» **Excerpted records**
++++++++++

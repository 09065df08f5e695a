//! Axum router construction for the gateway.
//!
//! Assembles all routes (REST + `WebSocket`) into a single [`Router`]
//! with CORS middleware enabled for cross-origin dashboard access.

use std::sync::Arc;

use axum::routing::{delete, get, post, put};
use axum::Router;
use tower_http::cors::{Any, CorsLayer};
use tower_http::trace::TraceLayer;

use crate::admin;
use crate::handlers;
use crate::state::AppState;
use crate::ws;

/// Build the complete Axum router for the gateway.
///
/// The router includes:
/// - `GET /` -- minimal HTML status page
/// - `GET /ws` -- `WebSocket` event stream
/// - `GET /api/achievements` -- the achievement catalog
/// - `GET /api/settings` -- current global settings
/// - `GET /api/credits` -- caller's balance
/// - `GET /api/ranking` -- current standings
/// - `POST /api/votes` -- cast a vote
/// - the `/api/admin/*` mutation surface
///
/// CORS is configured to allow any origin for development. In
/// production this should be restricted.
pub fn build_router(state: Arc<AppState>) -> Router {
    let cors = CorsLayer::new()
        .allow_origin(Any)
        .allow_methods(Any)
        .allow_headers(Any);

    Router::new()
        // Status page
        .route("/", get(handlers::index))
        // WebSocket
        .route("/ws", get(ws::ws_events))
        // REST API
        .route("/api/achievements", get(handlers::list_achievements))
        .route("/api/settings", get(handlers::get_settings))
        .route("/api/credits", get(handlers::get_credits))
        .route("/api/ranking", get(handlers::get_ranking))
        .route("/api/votes", post(handlers::cast_vote))
        // Admin surface
        .route("/api/admin/voting/pause", post(admin::pause_voting))
        .route("/api/admin/voting/resume", post(admin::resume_voting))
        .route("/api/admin/credits/give", post(admin::give_all_credits))
        .route("/api/admin/credits/reset", post(admin::reset_all_credits))
        .route("/api/admin/votes/reset", post(admin::reset_all_votes))
        .route("/api/admin/settings", put(admin::update_settings))
        .route("/api/admin/accounts/{id}", delete(admin::delete_account))
        .layer(cors)
        .layer(TraceLayer::new_for_http())
        .with_state(state)
}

++++++++++

» **What to produce**
The first line of the listing above through the line containing "use crate::handlers;": print exactly that, both ends included.

» **Response to the exercise**
repository 09065df08f5e695a
//! Axum router construction for the gateway.
//!
//! Assembles all routes (REST + `WebSocket`) into a single [`Router`]
//! with CORS middleware enabled for cross-origin dashboard access.

use std::sync::Arc;

use axum::routing::{delete, get, post, put};
use axum::Router;
use tower_http::cors::{Any, CorsLayer};
use tower_http::trace::TraceLayer;

use crate::admin;
use crate::handlers;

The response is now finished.